Ordynacja podatkowa (Dz. U. 1997, nr 137, poz. 926 ze zmianami) zakłada, że każdy podatnik reguluje samodzielnie swoje zobowiązania podatkowe. Jest to żelazna zasada, od której nie spotyka się wyjątków. Przykładem, na który można się tutaj powołać jest uchwała NSA z 2008 roku (sygn. IFPS 8/07), gdzie nie została uznana zapłata podatku dokonana przez spółkę akcyjną w imieniu spółki z o.o.
Do bardzo częstych należą teraz sytuacje, gdy z cudzego rachunku płacone są podatki, a urząd potem musi ustalać, czyje pieniądze zostały przelane. Kiedy w wyniku ustaleń okaże się, iż nie należały one do podatnika zobligowanego do zapłaty, to urząd zwraca kwotę wpłaty, a podatnik wciąż ma nieuregulowaną zaległość podatkową, od której narastają odsetki.
Komitet Stały Rady Ministrów ma się wkrótce zająć rozpatrywaniem projektu nowelizacji ordynacji podatkowej.
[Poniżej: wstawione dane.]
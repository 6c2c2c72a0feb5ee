use std::sync::{Arc, Mutex};
use std::time::Duration;

use axum::Router;
use axum::body::Bytes;
use axum::extract::State;
use axum::http::{HeaderMap, StatusCode, header};
use axum::routing::post;
use kakao_memo::{
    AccessToken, Client, MemoSender, RestErrorKind, SendError, SenderConfig, TemplateObject,
    decode_form,
};
use tokio::net::TcpListener;
use tokio::time::sleep;

#[derive(Debug, Clone)]
struct Captured {
    authorization: Option<String>,
    content_type: Option<String>,
    body: Bytes,
}

#[derive(Clone, Default)]
struct AppState {
    captured: Arc<Mutex<Vec<Captured>>>,
}

#[tokio::test]
async fn e2e_memo_reaches_server_with_form_body() {
    let server = TestServer::start().await;
    let sender = sender_for(server.url("/v2/api/talk/memo/default/send"), None);

    let mut out = Vec::new();
    let response = sender
        .send_and_report(&TemplateObject::default(), &mut out)
        .await
        .expect("local server should answer");

    assert_eq!(response.status(), 200);
    assert_eq!(
        String::from_utf8(out).unwrap(),
        "Status Code: 200\nResponse: {\"result_code\":0}\n"
    );

    let captured = server.captured();
    assert_eq!(captured.len(), 1);
    assert_eq!(captured[0].authorization.as_deref(), Some("Bearer e2e-token"));
    assert_eq!(
        captured[0].content_type.as_deref(),
        Some("application/x-www-form-urlencoded")
    );
    assert_eq!(
        decode_form(&captured[0].body).unwrap(),
        TemplateObject::default()
    );
}

#[tokio::test]
async fn e2e_rejected_token_is_reported() {
    let server = TestServer::start().await;
    let sender = sender_for(server.url("/unauthorized"), None);

    let mut out = Vec::new();
    let response = sender
        .send_and_report(&TemplateObject::default(), &mut out)
        .await
        .expect("401 is a response, not a failure");

    assert_eq!(response.status(), 401);
    assert!(String::from_utf8(out).unwrap().starts_with("Status Code: 401\n"));
}

#[tokio::test]
async fn e2e_connection_refused_is_a_transport_error() {
    let listener = TcpListener::bind("127.0.0.1:0").await.expect("bind");
    let addr = listener.local_addr().expect("local addr");
    drop(listener);

    let sender = sender_for(format!("http://{addr}/send"), None);
    let err = sender
        .send(&TemplateObject::default())
        .await
        .expect_err("closed port should fail");
    match err {
        SendError::Transport(err) => assert_eq!(err.kind(), RestErrorKind::Connect),
        other => panic!("unexpected error: {other:?}"),
    }
}

#[tokio::test]
async fn e2e_configured_timeout_triggers() {
    let server = TestServer::start().await;
    let sender = sender_for(server.url("/slow"), Some(Duration::from_millis(200)));

    let err = sender
        .send(&TemplateObject::default())
        .await
        .expect_err("timeout should trigger");
    match err {
        SendError::Transport(err) => assert_eq!(err.kind(), RestErrorKind::Timeout),
        other => panic!("unexpected error: {other:?}"),
    }
}

fn sender_for(endpoint: String, timeout: Option<Duration>) -> MemoSender {
    let mut config = SenderConfig::new(AccessToken::new("e2e-token").expect("token"));
    config.endpoint = endpoint;
    config.timeout = timeout;
    MemoSender::new(Client::new(), config)
}

struct TestServer {
    base_url: String,
    state: AppState,
    task: tokio::task::JoinHandle<()>,
}

impl TestServer {
    async fn start() -> Self {
        let state = AppState::default();
        let app = Router::new()
            .route("/v2/api/talk/memo/default/send", post(memo_handler))
            .route("/unauthorized", post(unauthorized_handler))
            .route("/slow", post(slow_handler))
            .with_state(state.clone());

        let listener = TcpListener::bind("127.0.0.1:0")
            .await
            .expect("bind test listener");
        let addr = listener.local_addr().expect("local addr");
        let base_url = format!("http://{}", addr);

        let task = tokio::spawn(async move {
            let _ = axum::serve(listener, app).await;
        });

        Self {
            base_url,
            state,
            task,
        }
    }

    fn url(&self, path: &str) -> String {
        format!("{}{}", self.base_url, path)
    }

    fn captured(&self) -> Vec<Captured> {
        self.state.captured.lock().expect("captured lock").clone()
    }
}

impl Drop for TestServer {
    fn drop(&mut self) {
        self.task.abort();
    }
}

fn header_text(headers: &HeaderMap, name: header::HeaderName) -> Option<String> {
    headers
        .get(name)
        .and_then(|value| value.to_str().ok())
        .map(str::to_string)
}

async fn memo_handler(
    State(state): State<AppState>,
    headers: HeaderMap,
    body: Bytes,
) -> (StatusCode, &'static str) {
    state.captured.lock().expect("captured lock").push(Captured {
        authorization: header_text(&headers, header::AUTHORIZATION),
        content_type: header_text(&headers, header::CONTENT_TYPE),
        body,
    });
    (StatusCode::OK, r#"{"result_code":0}"#)
}

async fn unauthorized_handler() -> (StatusCode, &'static str) {
    (
        StatusCode::UNAUTHORIZED,
        r#"{"msg":"this access token does not exist","code":-401}"#,
    )
}

async fn slow_handler() -> (StatusCode, &'static str) {
    sleep(Duration::from_millis(2500)).await;
    (StatusCode::OK, "late")
}
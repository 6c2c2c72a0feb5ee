use std::time::Duration;

use crate::adapter::RestResponse;
use crate::memo::{AccessToken, DEFAULT_LINK_URL, DEFAULT_TEXT, Link, MEMO_SEND_URL, TemplateObject};

pub const TOKEN_VAR: &str = "KAKAO_ACCESS_TOKEN";
pub const ENDPOINT_VAR: &str = "KAKAO_MEMO_ENDPOINT";
pub const TEXT_VAR: &str = "KAKAO_MEMO_TEXT";
pub const WEB_URL_VAR: &str = "KAKAO_MEMO_WEB_URL";
pub const MOBILE_WEB_URL_VAR: &str = "KAKAO_MEMO_MOBILE_WEB_URL";
pub const TIMEOUT_VAR: &str = "KAKAO_MEMO_TIMEOUT_SECS";
pub const STRICT_VAR: &str = "KAKAO_MEMO_STRICT";
pub const MEMBER_NAME_VAR: &str = "KAKAO_MEMO_MEMBER_NAME";

#[derive(Debug, thiserror::Error)]
pub enum ConfigError {
    #[error("KAKAO_ACCESS_TOKEN is not set")]
    MissingToken,
    #[error("KAKAO_ACCESS_TOKEN is empty")]
    EmptyToken,
    #[error("KAKAO_MEMO_TIMEOUT_SECS must be a positive number of seconds, got `{0}`")]
    InvalidTimeout(String),
    #[error("{name} must be one of 1/0/true/false/yes/no, got `{value}`")]
    InvalidFlag { name: &'static str, value: String },
}

#[derive(Clone, Debug)]
pub struct SenderConfig {
    pub access_token: AccessToken,
    pub endpoint: String,
    pub text: String,
    pub web_url: String,
    pub mobile_web_url: String,
    pub timeout: Option<Duration>,
    /// Sends the member-join announcement instead of `text` when set.
    pub member_name: Option<String>,
    /// Exit non-zero after reporting a non-2xx status.
    pub strict: bool,
}

impl SenderConfig {
    pub fn new(access_token: AccessToken) -> Self {
        Self {
            access_token,
            endpoint: MEMO_SEND_URL.to_string(),
            text: DEFAULT_TEXT.to_string(),
            web_url: DEFAULT_LINK_URL.to_string(),
            mobile_web_url: DEFAULT_LINK_URL.to_string(),
            timeout: None,
            member_name: None,
            strict: false,
        }
    }

    pub fn from_env() -> Result<Self, ConfigError> {
        Self::from_lookup(|name| std::env::var(name).ok())
    }

    /// Builds the config from any variable source. Unset and empty optional
    /// variables fall back to their defaults.
    pub fn from_lookup<F>(lookup: F) -> Result<Self, ConfigError>
    where
        F: Fn(&str) -> Option<String>,
    {
        let optional = |name: &str| lookup(name).filter(|value| !value.trim().is_empty());

        let raw_token = lookup(TOKEN_VAR).ok_or(ConfigError::MissingToken)?;
        let access_token = AccessToken::new(raw_token).map_err(|_| ConfigError::EmptyToken)?;
        let mut config = Self::new(access_token);

        if let Some(endpoint) = optional(ENDPOINT_VAR) {
            config.endpoint = endpoint;
        }
        if let Some(text) = optional(TEXT_VAR) {
            config.text = text;
        }
        if let Some(web_url) = optional(WEB_URL_VAR) {
            config.mobile_web_url = web_url.clone();
            config.web_url = web_url;
        }
        if let Some(mobile_web_url) = optional(MOBILE_WEB_URL_VAR) {
            config.mobile_web_url = mobile_web_url;
        }
        if let Some(raw) = optional(TIMEOUT_VAR) {
            config.timeout = Some(parse_timeout(&raw)?);
        }
        config.member_name = optional(MEMBER_NAME_VAR);
        if let Some(raw) = optional(STRICT_VAR) {
            config.strict = parse_flag(STRICT_VAR, &raw)?;
        }

        Ok(config)
    }

    pub fn link(&self) -> Link {
        Link::new(self.web_url.clone(), self.mobile_web_url.clone())
    }

    pub fn template(&self) -> TemplateObject {
        match &self.member_name {
            Some(name) => TemplateObject::member_join(name, self.link()),
            None => TemplateObject::text(self.text.clone(), self.link()),
        }
    }

    /// Whether a delivered response should still fail the run.
    pub fn rejects(&self, response: &RestResponse) -> bool {
        self.strict && !response.is_success()
    }
}

fn parse_timeout(raw: &str) -> Result<Duration, ConfigError> {
    match raw.trim().parse::<f64>() {
        Ok(secs) if secs > 0.0 => match Duration::try_from_secs_f64(secs) {
            Ok(timeout) if !timeout.is_zero() => Ok(timeout),
            _ => Err(ConfigError::InvalidTimeout(raw.to_string())),
        },
        _ => Err(ConfigError::InvalidTimeout(raw.to_string())),
    }
}

fn parse_flag(name: &'static str, raw: &str) -> Result<bool, ConfigError> {
    match raw.trim().to_ascii_lowercase().as_str() {
        "1" | "true" | "yes" | "on" => Ok(true),
        "0" | "false" | "no" | "off" => Ok(false),
        _ => Err(ConfigError::InvalidFlag {
            name,
            value: raw.to_string(),
        }),
    }
}
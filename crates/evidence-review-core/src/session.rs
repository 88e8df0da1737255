use crate::ParseError;
use crate::codec;
use crate::image::{ImageResolver, ImageSlot};
use crate::record::{FlagField, Record, RecordSet};
use crate::summary::ReviewSummary;
use crate::viewport::Viewport;

/// The loaded record sequence and the reviewer's position in it.
///
/// Owns the per-record view state (image slot and viewport) so that both are
/// rebuilt whenever the cursor lands on a different record.
#[derive(Debug, Clone)]
pub struct Session {
    records: RecordSet,
    cursor: usize,
    resolver: ImageResolver,
    image: Option<ImageSlot>,
    viewport: Viewport,
}

impl Session {
    pub fn new(records: RecordSet, resolver: ImageResolver) -> Self {
        let image = records.get(0).map(|r| resolver.slot_for(r));
        Self {
            records,
            cursor: 0,
            resolver,
            image,
            viewport: Viewport::default(),
        }
    }

    pub fn len(&self) -> usize {
        self.records.len()
    }

    pub fn is_empty(&self) -> bool {
        self.records.is_empty()
    }

    pub fn cursor(&self) -> usize {
        self.cursor
    }

    pub fn records(&self) -> &RecordSet {
        &self.records
    }

    pub fn current(&self) -> Option<&Record> {
        self.records.get(self.cursor)
    }

    pub fn is_first(&self) -> bool {
        self.cursor == 0
    }

    pub fn is_last(&self) -> bool {
        self.cursor + 1 >= self.records.len()
    }

    /// Move one record back. Returns whether the cursor moved.
    pub fn go_prev(&mut self) -> bool {
        self.move_to(self.cursor.saturating_sub(1))
    }

    /// Move one record forward. Returns whether the cursor moved.
    pub fn go_next(&mut self) -> bool {
        self.move_to(self.cursor + 1)
    }

    /// Jump to `index`, clamped to the valid range.
    pub fn select(&mut self, index: usize) -> bool {
        self.move_to(index)
    }

    fn move_to(&mut self, index: usize) -> bool {
        if self.records.is_empty() {
            return false;
        }
        let target = index.min(self.records.len() - 1);
        if target == self.cursor {
            return false;
        }
        self.cursor = target;
        self.viewport.reset();
        self.image = self.records.get(target).map(|r| self.resolver.slot_for(r));
        true
    }

    /// Flip `field` on the current record. Returns the new value, or `None`
    /// when there is no record.
    pub fn toggle(&mut self, field: FlagField) -> Option<bool> {
        self.records.get_mut(self.cursor).map(|r| r.toggle(field))
    }

    /// Full CSV text of every record, header included.
    pub fn to_csv(&self) -> Result<String, ParseError> {
        codec::to_csv(&self.records)
    }

    pub fn image(&self) -> Option<&ImageSlot> {
        self.image.as_ref()
    }

    /// Report that `url` failed to load for record `index`. Ignored when the
    /// reviewer has since moved on or the slot already shows something else.
    pub fn image_failed(&mut self, index: usize, url: &str) -> bool {
        if index != self.cursor {
            return false;
        }
        match self.image.as_mut() {
            Some(slot) if slot.url() == url => slot.fail(),
            _ => false,
        }
    }

    pub fn viewport(&self) -> &Viewport {
        &self.viewport
    }

    pub fn viewport_mut(&mut self) -> &mut Viewport {
        &mut self.viewport
    }

    pub fn summary(&self) -> ReviewSummary {
        ReviewSummary::from_records(&self.records.records)
    }
}
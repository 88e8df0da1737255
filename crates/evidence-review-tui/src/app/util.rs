use std::io::Write;

/// Copy text to the system clipboard using the OSC 52 escape sequence.
/// Works in most modern terminals (iTerm2, kitty, alacritty, WezTerm, etc.).
pub(super) fn osc52_copy(text: &str) {
    use base64::Engine;
    let encoded = base64::engine::general_purpose::STANDARD.encode(text.as_bytes());
    // Write directly to stdout, bypassing the terminal backend buffer
    let _ = std::io::stdout().write_all(format!("\x1b]52;c;{}\x07", encoded).as_bytes());
    let _ = std::io::stdout().flush();
}
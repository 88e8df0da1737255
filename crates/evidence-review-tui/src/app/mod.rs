mod backend;
mod update;
mod util;
use util::*;

use std::time::Instant;

use ratatui::layout::{Constraint, Layout, Rect};
use ratatui::style::Style;
use ratatui::text::{Line, Span};
use tokio::sync::mpsc;

use evidence_review_core::{
    AutosaveController, FlagField, ImageResolver, ReviewSummary, SaveTicket, SaveTrigger, Session,
};

use crate::model::toast::{ToastKind, ToastState};
use crate::theme::Theme;
use crate::tui_event::BackendCommand;

/// Which screen is currently displayed.
#[derive(Debug, Clone, PartialEq, Eq)]
pub enum Screen {
    Loading,
    /// Loading or parsing failed; holds the message shown to the reviewer.
    Failed(String),
    Review,
}

/// Main application state.
pub struct App {
    pub screen: Screen,
    pub session: Option<Session>,
    pub autosave: AutosaveController,
    pub resolver: ImageResolver,
    pub theme: Theme,
    pub toasts: ToastState,
    /// Where records are loaded from, shown on the loading screen.
    pub source_url: String,
    pub show_help: bool,
    pub confirm_quit: bool,
    pub should_quit: bool,
    pub sidebar_visible: bool,
    /// Highlighted row in the record list sidebar.
    pub list_cursor: usize,
    /// Local time of the last successful save.
    pub last_saved: Option<String>,
    pub tick: usize,
    /// Inner area of the image panel from the last frame, used to decide
    /// whether a mouse press starts a pan.
    pub last_image_area: Option<Rect>,
    /// Channel for sending commands to the backend listener.
    pub backend_cmd_tx: Option<mpsc::UnboundedSender<BackendCommand>>,
}

impl App {
    pub fn new(resolver: ImageResolver, autosave: AutosaveController, theme: Theme) -> Self {
        Self {
            screen: Screen::Loading,
            session: None,
            autosave,
            resolver,
            theme,
            toasts: ToastState::default(),
            source_url: String::new(),
            show_help: false,
            confirm_quit: false,
            should_quit: false,
            sidebar_visible: true,
            list_cursor: 0,
            last_saved: None,
            tick: 0,
            last_image_area: None,
            backend_cmd_tx: None,
        }
    }

    /// Send a command to the backend. Returns false when no listener is
    /// attached or it has shut down.
    fn send(&self, cmd: BackendCommand) -> bool {
        match &self.backend_cmd_tx {
            Some(tx) => tx.send(cmd).is_ok(),
            None => false,
        }
    }

    /// Ask the backend for the record CSV and show the loading screen.
    pub fn start_load(&mut self) {
        self.screen = Screen::Loading;
        if !self.send(BackendCommand::Load) {
            self.screen = Screen::Failed("backend unavailable".to_string());
        }
    }

    /// Ask for a save through the autosave queue, dispatching it at once
    /// when no other save is in flight.
    pub(crate) fn request_save(&mut self, trigger: SaveTrigger) {
        if self.session.is_none() {
            return;
        }
        if let Some(ticket) = self.autosave.request(trigger) {
            self.dispatch_save(ticket);
        }
    }

    /// Fire the debounced save when its deadline has passed.
    pub fn poll_autosave(&mut self, now: Instant) {
        if self.session.is_none() {
            return;
        }
        if let Some(ticket) = self.autosave.poll(now) {
            self.dispatch_save(ticket);
        }
    }

    /// Serialize the records as they are right now and hand them to the
    /// backend under `ticket`.
    pub(crate) fn dispatch_save(&mut self, ticket: SaveTicket) {
        let csv = match self.session.as_ref().map(Session::to_csv) {
            Some(Ok(csv)) => csv,
            Some(Err(e)) => {
                self.abort_save(ticket, format!("could not serialize records: {e}"));
                return;
            }
            None => {
                self.abort_save(ticket, "no records loaded".to_string());
                return;
            }
        };

        tracing::debug!(seq = ticket.seq, trigger = ticket.trigger.label(), "dispatching save");
        let sent = self.send(BackendCommand::Save {
            seq: ticket.seq,
            trigger: ticket.trigger,
            csv,
        });
        if !sent {
            self.abort_save(ticket, "backend unavailable".to_string());
        }
    }

    /// Close out a save that never reached the backend.
    fn abort_save(&mut self, ticket: SaveTicket, message: String) {
        tracing::error!(seq = ticket.seq, error = %message, "save not sent");
        self.toasts
            .push(ToastKind::Error, format!("Save failed: {message}"), Instant::now());
        if let Some(next) = self.autosave.complete(ticket.seq, false).next {
            self.dispatch_save(next);
        }
    }

    /// Ask the backend to verify the current record's image, unless it is
    /// already the placeholder.
    pub(crate) fn probe_current_image(&self) {
        let Some(session) = &self.session else {
            return;
        };
        if let Some(slot) = session.image()
            && !slot.is_placeholder()
        {
            self.send(BackendCommand::ProbeImage {
                index: session.cursor(),
                url: slot.url().to_string(),
            });
        }
    }

    pub fn summary(&self) -> ReviewSummary {
        self.session
            .as_ref()
            .map(Session::summary)
            .unwrap_or_default()
    }

    /// Short save status for the footer.
    pub fn save_status(&self) -> (String, ratatui::style::Color) {
        if self.autosave.is_saving() {
            ("Saving\u{2026}".to_string(), self.theme.pending)
        } else if self.autosave.has_unsent_changes() {
            ("Unsaved changes".to_string(), self.theme.pending)
        } else if let Some(ts) = &self.last_saved {
            (format!("Saved {ts}"), self.theme.ok)
        } else {
            ("Not saved yet".to_string(), self.theme.dim)
        }
    }

    /// Build the stats line shown in the header bar.
    fn build_stats_line(&self) -> Line<'static> {
        let theme = &self.theme;
        let summary = self.summary();
        let position = match &self.session {
            Some(s) if !s.is_empty() => format!("Record {}/{}  ", s.cursor() + 1, s.len()),
            _ => String::new(),
        };

        let mut spans = vec![Span::styled(position, Style::default().fg(theme.text))];
        for &field in FlagField::all() {
            spans.push(Span::styled(
                format!(
                    "{}:{} ({:.0}%)  ",
                    field.label(),
                    summary.count(field),
                    summary.pct(field)
                ),
                Style::default().fg(theme.dim),
            ));
        }
        Line::from(spans)
    }

    /// Render the current screen.
    pub fn view(&mut self, f: &mut ratatui::Frame) {
        let area = f.area();
        let [header_area, body_area, footer_area] = Layout::vertical([
            Constraint::Length(1),
            Constraint::Min(3),
            Constraint::Length(1),
        ])
        .areas(area);

        crate::view::review::render_header(f, header_area, &self.theme, self.build_stats_line());

        let screen = self.screen.clone();
        match screen {
            Screen::Loading => {
                self.last_image_area = None;
                crate::view::loading::render(f, body_area, self);
                crate::view::review::render_footer(f, footer_area, self, &[("q", "quit")]);
            }
            Screen::Failed(message) => {
                self.last_image_area = None;
                crate::view::error::render(f, body_area, &self.theme, &message);
                crate::view::review::render_footer(
                    f,
                    footer_area,
                    self,
                    &[("r", "reload"), ("q", "quit")],
                );
            }
            Screen::Review => {
                crate::view::review::render_in(f, self, body_area);
                crate::view::review::render_footer(
                    f,
                    footer_area,
                    self,
                    &[
                        ("a/d", "prev/next"),
                        ("1-3", "toggle"),
                        ("s", "save"),
                        ("+/-", "zoom"),
                        ("?", "help"),
                    ],
                );
            }
        }

        crate::view::toast::render(f, area, &self.toasts, &self.theme);

        if self.show_help {
            crate::view::help::render(f, &self.theme);
        }

        if self.confirm_quit {
            crate::view::quit_confirm::render(f, &self.theme, self.autosave.has_unsent_changes());
        }
    }
}

#[cfg(test)]
mod tests;
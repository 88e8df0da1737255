use std::path::PathBuf;

use tracing_appender::non_blocking::WorkerGuard;
use tracing_subscriber::{EnvFilter, fmt, layer::SubscriberExt, util::SubscriberInitExt};

const LOG_ENV: &str = "EVIDENCE_LOG";

/// Directory for log files: `~/.cache/evidence-review/logs/` on Linux.
pub fn log_dir() -> Option<PathBuf> {
    dirs::cache_dir().map(|d| d.join("evidence-review").join("logs"))
}

/// Route `tracing` output to a daily log file, since the terminal belongs to
/// the UI. Returns the writer guard, which must live until exit so buffered
/// lines get flushed. Any failure leaves logging disabled.
pub fn init() -> Option<WorkerGuard> {
    let dir = log_dir()?;
    std::fs::create_dir_all(&dir).ok()?;

    let appender = tracing_appender::rolling::daily(&dir, "evidence-review.log");
    let (writer, guard) = tracing_appender::non_blocking(appender);
    let filter = EnvFilter::try_from_env(LOG_ENV).unwrap_or_else(|_| EnvFilter::new("info"));

    tracing_subscriber::registry()
        .with(filter)
        .with(fmt::layer().with_writer(writer).with_ansi(false))
        .try_init()
        .ok()?;

    Some(guard)
}
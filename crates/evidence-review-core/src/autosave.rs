//! Save scheduling for the review session.
//!
//! Three triggers can ask for a save: an explicit request from the reviewer,
//! a request issued right before navigating, and a debounce deadline armed by
//! each edit (every new edit pushes the deadline out again).
//!
//! Requests go through a single slot: at most one save is in flight, and any
//! triggers that arrive meanwhile collapse into one pending save that is
//! issued when the in-flight one completes. Because the caller serializes the
//! records when it receives a [`SaveTicket`], the follow-up save always
//! carries the newest state. Each ticket has a monotonic sequence number and a
//! completion older than the last applied one is reported as stale.
//!
//! Edits stay marked unsent until a save carrying them succeeds; a failed
//! save leaves them marked so the next trigger (or the exit flush) retries.
//!
//! The controller is a plain state machine driven with explicit `Instant`s so
//! that timing can be tested without a runtime.

use std::time::{Duration, Instant};

/// Quiet period after the last edit before an automatic save.
pub const DEFAULT_DEBOUNCE: Duration = Duration::from_millis(2000);

/// Why a save was requested.
#[derive(Debug, Clone, Copy, PartialEq, Eq)]
pub enum SaveTrigger {
    Manual,
    Navigation,
    Debounced,
}

impl SaveTrigger {
    pub fn label(self) -> &'static str {
        match self {
            Self::Manual => "manual",
            Self::Navigation => "navigation",
            Self::Debounced => "autosave",
        }
    }
}

/// Permission to send one save request. The caller must report the outcome
/// through [`AutosaveController::complete`] with the same `seq`.
#[derive(Debug, Clone, Copy, PartialEq, Eq)]
pub struct SaveTicket {
    pub seq: u64,
    pub trigger: SaveTrigger,
}

/// Result of reporting a finished save.
#[derive(Debug, Clone, Copy, PartialEq, Eq)]
pub struct Completion {
    /// False when the completion is older than one already applied; its
    /// outcome should not be surfaced.
    pub applied: bool,
    /// Follow-up save to send now, if triggers piled up while in flight.
    pub next: Option<SaveTicket>,
}

#[derive(Debug)]
pub struct AutosaveController {
    debounce: Duration,
    deadline: Option<Instant>,
    next_seq: u64,
    in_flight: Option<SaveTicket>,
    pending: Option<SaveTrigger>,
    last_applied: u64,
    /// Edits not yet confirmed by a successful save.
    dirty: bool,
}

impl Default for AutosaveController {
    fn default() -> Self {
        Self::new(DEFAULT_DEBOUNCE)
    }
}

impl AutosaveController {
    pub fn new(debounce: Duration) -> Self {
        Self {
            debounce,
            deadline: None,
            next_seq: 1,
            in_flight: None,
            pending: None,
            last_applied: 0,
            dirty: false,
        }
    }

    pub fn debounce(&self) -> Duration {
        self.debounce
    }

    /// Arm (or re-arm) the debounce deadline after an edit.
    pub fn note_edit(&mut self, now: Instant) {
        self.dirty = true;
        self.deadline = Some(now + self.debounce);
    }

    pub fn deadline(&self) -> Option<Instant> {
        self.deadline
    }

    pub fn is_saving(&self) -> bool {
        self.in_flight.is_some()
    }

    pub fn in_flight(&self) -> Option<SaveTicket> {
        self.in_flight
    }

    /// Whether some edit has not been confirmed saved, or a save is still
    /// waiting on the debounce timer or the pending slot.
    pub fn has_unsent_changes(&self) -> bool {
        self.dirty || self.deadline.is_some() || self.pending.is_some()
    }

    /// Ask for a save now. Returns a ticket if the request may go out
    /// immediately; otherwise it is parked in the pending slot. Any armed
    /// debounce deadline is dropped because this save covers it.
    pub fn request(&mut self, trigger: SaveTrigger) -> Option<SaveTicket> {
        self.deadline = None;
        if self.in_flight.is_some() {
            self.pending = Some(trigger);
            return None;
        }
        Some(self.issue(trigger))
    }

    /// Fire the debounced save if its deadline has passed.
    pub fn poll(&mut self, now: Instant) -> Option<SaveTicket> {
        match self.deadline {
            Some(deadline) if now >= deadline => self.request(SaveTrigger::Debounced),
            _ => None,
        }
    }

    /// Report that the save with sequence `seq` finished. `ok` is false when
    /// the save failed or never reached the server.
    pub fn complete(&mut self, seq: u64, ok: bool) -> Completion {
        let applied = seq > self.last_applied;
        if applied {
            self.last_applied = seq;
            // Edits made after this ticket was issued re-armed the deadline,
            // so they are still reported unsent.
            self.dirty = !ok;
        }

        let mut next = None;
        if self.in_flight.is_some_and(|t| t.seq == seq) {
            self.in_flight = None;
            if let Some(trigger) = self.pending.take() {
                next = Some(self.issue(trigger));
            }
        }

        Completion { applied, next }
    }

    /// Forget all scheduling state, e.g. when records are reloaded.
    /// Completions for tickets issued before the reset are reported stale.
    pub fn reset(&mut self) {
        self.deadline = None;
        self.pending = None;
        self.in_flight = None;
        self.dirty = false;
        self.last_applied = self.next_seq - 1;
    }

    fn issue(&mut self, trigger: SaveTrigger) -> SaveTicket {
        let ticket = SaveTicket {
            seq: self.next_seq,
            trigger,
        };
        self.next_seq += 1;
        self.in_flight = Some(ticket);
        ticket
    }
}
use ratatui::Frame;
use ratatui::layout::Rect;
use ratatui::style::Style;
use ratatui::text::{Line, Span};
use ratatui::widgets::{Block, Borders, List, ListItem, ListState};

use evidence_review_core::{FlagField, columns};

use super::truncate;
use crate::app::App;

/// Sidebar listing every record with its three flag marks. The current
/// record is marked with `>`; the highlight follows the list cursor.
pub fn render(f: &mut Frame, area: Rect, app: &App) {
    let theme = &app.theme;
    let Some(session) = &app.session else {
        return;
    };

    let name_width = (area.width as usize).saturating_sub(14);
    let items: Vec<ListItem> = session
        .records()
        .records
        .iter()
        .enumerate()
        .map(|(i, record)| {
            let marker = if i == session.cursor() { ">" } else { " " };
            let mut spans = vec![Span::styled(
                format!("{marker}{:>4} ", i + 1),
                Style::default().fg(theme.dim),
            )];
            for &field in FlagField::all() {
                spans.push(Span::styled(
                    "\u{25CF}",
                    Style::default().fg(theme.flag_color(record.flag(field))),
                ));
            }
            spans.push(Span::styled(
                format!(" {}", truncate(record.get(columns::NOMBRE_A_VALIDAR), name_width)),
                Style::default().fg(theme.text),
            ));
            ListItem::new(Line::from(spans))
        })
        .collect();

    let list = List::new(items)
        .block(
            Block::default()
                .borders(Borders::ALL)
                .border_style(theme.border_style())
                .title(" Records "),
        )
        .highlight_style(theme.highlight_style());

    let mut state = ListState::default().with_selected(Some(app.list_cursor));
    f.render_stateful_widget(list, area, &mut state);
}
Do najistotniejszych zmian, jakie chce wprowadzić ministerstwo należy właśnie możliwość uwzględnienia wpłat uiszczonych przez osobę trzecią np.: żonę/męża lub krewnych zstępnych (dzieci, wnuki), wstępnych (rodziców, dziadków), czy rodzeństwo, macochę, ojczyma lub pasierba, ale też przykładowo prezesa za spółkę. Taka ewentualność polegałaby pewnym ograniczeniom – nie możnaby wpłacić więcej niż 1000 zł. Poza tym dowód zapłaty musiałby jednoznacznie wskazywać o zapłatę czyjego podatku chodzi.